Stored items
....................

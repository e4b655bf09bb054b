// This file is part of fpqd, a daemon that serializes FrontPanel device access through a prioritized ticket queue.
//
// Copyright 2025 Canonical Ltd.
//
// SPDX-License-Identifier: GPL-3.0-only
//
// fpqd is free software: you can redistribute it and/or modify it under the terms of the GNU General Public License version 3, as published by the Free Software Foundation.
//
// fpqd is distributed in the hope that it will be useful, but WITHOUT ANY WARRANTY; without even the implied warranties of MERCHANTABILITY, SATISFACTORY QUALITY, or FITNESS FOR A PARTICULAR PURPOSE.  See the GNU General Public License for more details.
//
// You should have received a copy of the GNU General Public License along with this program.  If not, see http://www.gnu.org/licenses/.

//! Daemon configuration.
//!
//! Hard-coded defaults live here as constants. They can be overridden by TOML files, see
//! [`config_files`] for the file format and layering rules. The merged result is a
//! [`DaemonConfig`] which is handed explicitly to every component that needs it; nothing in
//! the daemon reads configuration from global state.

pub mod config_files;

use crate::axil_bridge::{BridgeConfig, TriggerInAddressAndOffsets, WireInAddresses, WireOutAddresses};
use crate::error::FpqdError;
use config_files::TomlConfig;
use log::{trace, warn};
use std::path::{Path, PathBuf};
use std::time::Duration;

/// Vendor configuration, overridden by [`USER_CONFIG_PATH`].
pub static VENDOR_CONFIG_PATH: &str = "/usr/lib/fpqd/config.toml";
/// User configuration. Overrides the vendor configuration.
pub static USER_CONFIG_PATH: &str = "/etc/fpqd/config.toml";
/// Environment variable naming an extra config file which overrides all others.
pub static CONFIG_ENV_VAR: &str = "FPQD_CONFIG";

pub static DEFAULT_BACKEND: &str = "simulated";

// Queue priorities. Lower is more urgent.
pub const RETRIEVE_AND_SET_FPS_PRIORITY: u8 = 0;
pub const UPDATE_BATCH_SIZE_PRIORITY: u8 = 0;
pub const RESET_AXI_PRIORITY: u8 = 0;
pub const SEND_FRAME_BATCH_PRIORITY: u8 = 1;
pub const SETUP_RESOLUTION_PRIORITY: u8 = 1;
pub const SET_POSITION_PRIORITY: u8 = 2;
pub const AXI_READ_PRIORITY: u8 = 2;
pub const AXI_WRITE_PRIORITY: u8 = 2;

pub const DEFAULT_MAX_OUTSTANDING_FRAME_BATCHES: usize = 5;
pub const DEFAULT_POLL_INTERVAL_MS: u64 = 1000;
pub const DEFAULT_FRAME_BATCH_TIMEOUT_MS: u64 = 1000;
pub const DEFAULT_HARDWARE_TIMEOUT_MS: u32 = 3000;
pub const DEFAULT_BATCH_SIZE: u32 = 5;
pub const DEFAULT_FPS: u32 = 60;
pub const DEFAULT_MATRIX_SIZE: u32 = 512;
pub const DEFAULT_SCREEN_WIDTH: u32 = 1920;
pub const DEFAULT_SCREEN_HEIGHT: u32 = 1080;
pub const DEFAULT_STATUS_INTERVAL_S: u64 = 3;
pub const DEFAULT_STATS_INTERVAL_MS: u64 = 1000;

// Gateware endpoints used by the frame path.
pub const TRANSFERS_IN_LINE_WIRE_IN: u8 = 0x10;
pub const TRANSFERS_IN_FRAME_WIRE_IN: u8 = 0x11;
pub const BATCH_SIZE_WIRE_IN: u8 = 0x12;
pub const AXI_RESET_WIRE_IN: u8 = 0x00;
pub const FRAME_STATUS_WIRE_OUT: u8 = 0x30;
pub const FRAME_BATCH_TRIGGER_IN: u8 = 0x40;
pub const BATCH_SIZE_TRIGGER_IN: u8 = 0x41;
pub const FRAME_BLOCK_PIPE_IN: u8 = 0x80;
pub const FRAME_BLOCK_SIZE: usize = 16384;

// AXI-Lite peripherals behind the bridge.
pub const V_MIX_BASE_ADDR: u32 = 0x44A5_0000;
pub const V_MIX_WIDTH_REG: u32 = 0x0010;
pub const V_MIX_HEIGHT_REG: u32 = 0x0018;
pub const V_MIX_LAYER_START_X_REG: u32 = 0x0208;
pub const V_MIX_LAYER_START_Y_REG: u32 = 0x0210;

pub const DP_RX_BASE_ADDR: u32 = 0x44B8_0000;
pub const DP_RX_LINK_BW_SET_REG: u32 = 0x09C;
pub const DP_RX_MSA_MVID_REG: u32 = 0x530;
pub const DP_RX_MSA_NVID_REG: u32 = 0x534;
pub const DP_RX_MSA_HTOTAL_REG: u32 = 0x510;
pub const DP_RX_MSA_VTOTAL_REG: u32 = 0x524;

/// Which DBus bus the daemon registers its service on.
#[derive(Debug, Clone, Copy, PartialEq, Eq)]
pub enum BusKind {
    System,
    Session,
}

impl std::str::FromStr for BusKind {
    type Err = FpqdError;

    fn from_str(s: &str) -> Result<Self, Self::Err> {
        match s {
            "system" => Ok(BusKind::System),
            "session" => Ok(BusKind::Session),
            other => Err(FpqdError::Argument(format!(
                "unknown dbus bus {other:?}, expected \"system\" or \"session\""
            ))),
        }
    }
}

#[derive(Debug, Clone)]
pub struct SchedulerConfig {
    pub max_outstanding_frame_batches: usize,
    pub poll_interval: Duration,
    pub frame_batch_timeout: Duration,
}

#[derive(Debug, Clone)]
pub struct StreamConfig {
    pub enabled: bool,
    pub batch_size: u32,
    pub fps: u32,
    pub matrix_size: u32,
    pub screen_width: u32,
    pub screen_height: u32,
    pub status_interval: Duration,
}

/// Fully resolved daemon configuration.
#[derive(Debug, Clone)]
pub struct DaemonConfig {
    pub backend: String,
    pub bridge: BridgeConfig,
    pub scheduler: SchedulerConfig,
    pub stream: StreamConfig,
    pub stats_interval: Duration,
    pub bus: BusKind,
}

impl Default for DaemonConfig {
    fn default() -> Self {
        DaemonConfig {
            backend: DEFAULT_BACKEND.to_string(),
            bridge: BridgeConfig::default(),
            scheduler: SchedulerConfig {
                max_outstanding_frame_batches: DEFAULT_MAX_OUTSTANDING_FRAME_BATCHES,
                poll_interval: Duration::from_millis(DEFAULT_POLL_INTERVAL_MS),
                frame_batch_timeout: Duration::from_millis(DEFAULT_FRAME_BATCH_TIMEOUT_MS),
            },
            stream: StreamConfig {
                enabled: true,
                batch_size: DEFAULT_BATCH_SIZE,
                fps: DEFAULT_FPS,
                matrix_size: DEFAULT_MATRIX_SIZE,
                screen_width: DEFAULT_SCREEN_WIDTH,
                screen_height: DEFAULT_SCREEN_HEIGHT,
                status_interval: Duration::from_secs(DEFAULT_STATUS_INTERVAL_S),
            },
            stats_interval: Duration::from_millis(DEFAULT_STATS_INTERVAL_MS),
            bus: BusKind::System,
        }
    }
}

impl TryFrom<TomlConfig> for DaemonConfig {
    type Error = FpqdError;

    fn try_from(value: TomlConfig) -> Result<Self, Self::Error> {
        trace!("Resolving config from {value:?}");
        let defaults = DaemonConfig::default();
        let device = value.device.unwrap_or_default();
        let bridge = value.bridge.unwrap_or_default();
        let scheduler = value.scheduler.unwrap_or_default();
        let stream = value.stream.unwrap_or_default();
        let stats = value.stats.unwrap_or_default();
        let dbus = value.dbus.unwrap_or_default();

        let default_bridge = defaults.bridge;
        let config = DaemonConfig {
            backend: device.backend.unwrap_or(defaults.backend),
            bridge: BridgeConfig {
                wire_in_addresses: WireInAddresses {
                    address: bridge
                        .address_wire_in
                        .unwrap_or(default_bridge.wire_in_addresses.address),
                    data: bridge
                        .data_wire_in
                        .unwrap_or(default_bridge.wire_in_addresses.data),
                    timeout: bridge
                        .timeout_wire_in
                        .unwrap_or(default_bridge.wire_in_addresses.timeout),
                },
                wire_out_addresses: WireOutAddresses {
                    data: bridge
                        .data_wire_out
                        .unwrap_or(default_bridge.wire_out_addresses.data),
                    status: bridge
                        .status_wire_out
                        .unwrap_or(default_bridge.wire_out_addresses.status),
                },
                trigger_in_address_and_offsets: TriggerInAddressAndOffsets {
                    address: bridge
                        .trigger_in
                        .unwrap_or(default_bridge.trigger_in_address_and_offsets.address),
                    write_bit_offset: bridge.write_bit_offset.unwrap_or(
                        default_bridge
                            .trigger_in_address_and_offsets
                            .write_bit_offset,
                    ),
                    read_bit_offset: bridge.read_bit_offset.unwrap_or(
                        default_bridge.trigger_in_address_and_offsets.read_bit_offset,
                    ),
                },
                hardware_timeout_ms: bridge
                    .hardware_timeout_ms
                    .unwrap_or(default_bridge.hardware_timeout_ms),
            },
            scheduler: SchedulerConfig {
                max_outstanding_frame_batches: scheduler
                    .max_outstanding_frame_batches
                    .unwrap_or(defaults.scheduler.max_outstanding_frame_batches),
                poll_interval: scheduler
                    .poll_interval_ms
                    .map(Duration::from_millis)
                    .unwrap_or(defaults.scheduler.poll_interval),
                frame_batch_timeout: scheduler
                    .frame_batch_timeout_ms
                    .map(Duration::from_millis)
                    .unwrap_or(defaults.scheduler.frame_batch_timeout),
            },
            stream: StreamConfig {
                enabled: stream.enabled.unwrap_or(defaults.stream.enabled),
                batch_size: stream.batch_size.unwrap_or(defaults.stream.batch_size),
                fps: stream.fps.unwrap_or(defaults.stream.fps),
                matrix_size: stream.matrix_size.unwrap_or(defaults.stream.matrix_size),
                screen_width: stream.screen_width.unwrap_or(defaults.stream.screen_width),
                screen_height: stream
                    .screen_height
                    .unwrap_or(defaults.stream.screen_height),
                status_interval: stream
                    .status_interval_s
                    .map(Duration::from_secs)
                    .unwrap_or(defaults.stream.status_interval),
            },
            stats_interval: stats
                .interval_ms
                .map(Duration::from_millis)
                .unwrap_or(defaults.stats_interval),
            bus: match dbus.bus {
                Some(bus) => bus.parse()?,
                None => defaults.bus,
            },
        };
        config.validate()?;
        Ok(config)
    }
}

impl DaemonConfig {
    fn validate(&self) -> Result<(), FpqdError> {
        self.bridge.validate()?;
        if self.scheduler.max_outstanding_frame_batches == 0 {
            return Err(FpqdError::Argument(
                "scheduler.max_outstanding_frame_batches must be at least 1".into(),
            ));
        }
        if self.scheduler.poll_interval.is_zero() {
            return Err(FpqdError::Argument(
                "scheduler.poll_interval_ms must be non-zero".into(),
            ));
        }
        if self.stream.batch_size == 0 {
            return Err(FpqdError::Argument(
                "stream.batch_size must be at least 1".into(),
            ));
        }
        if self.stream.fps == 0 {
            return Err(FpqdError::Argument("stream.fps must be at least 1".into()));
        }
        if self.stream.matrix_size == 0
            || self.stream.matrix_size > self.stream.screen_width
            || self.stream.matrix_size > self.stream.screen_height
        {
            return Err(FpqdError::Argument(format!(
                "stream.matrix_size {} must be non-zero and fit in a {}x{} screen",
                self.stream.matrix_size, self.stream.screen_width, self.stream.screen_height
            )));
        }
        Ok(())
    }
}

/// Merge the given config files, earlier paths taking precedence over later ones.
///
/// Files which are missing or cannot be parsed are skipped with a warning so that the
/// daemon can still come up on its hard-coded defaults.
pub fn config_from_paths(paths: &[PathBuf]) -> Result<DaemonConfig, FpqdError> {
    let mut merged = TomlConfig::default();
    for path in paths.iter().rev() {
        match config_files::config_from_file(path) {
            Ok(layer) => {
                trace!("Layering config from {path:?}");
                merged = layer.merge(merged);
            }
            Err(e) => warn!("Skipping config {path:?}: {e}"),
        }
    }
    merged.try_into()
}

/// Load the daemon configuration.
///
/// The `FPQD_CONFIG` file (if set) overrides the user config, which overrides the vendor
/// config, which overrides the hard-coded defaults.
pub fn load_config() -> Result<DaemonConfig, FpqdError> {
    let mut paths = Vec::new();
    if let Ok(extra) = std::env::var(CONFIG_ENV_VAR) {
        paths.push(PathBuf::from(extra));
    }
    paths.push(Path::new(USER_CONFIG_PATH).to_path_buf());
    paths.push(Path::new(VENDOR_CONFIG_PATH).to_path_buf());
    config_from_paths(&paths)
}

....................

Your response should be each line that includes the word "SchedulerConfig", copied from the records.

- _SOLUTION BELOW_
pub struct SchedulerConfig {
    pub scheduler: SchedulerConfig,
            scheduler: SchedulerConfig {
            scheduler: SchedulerConfig {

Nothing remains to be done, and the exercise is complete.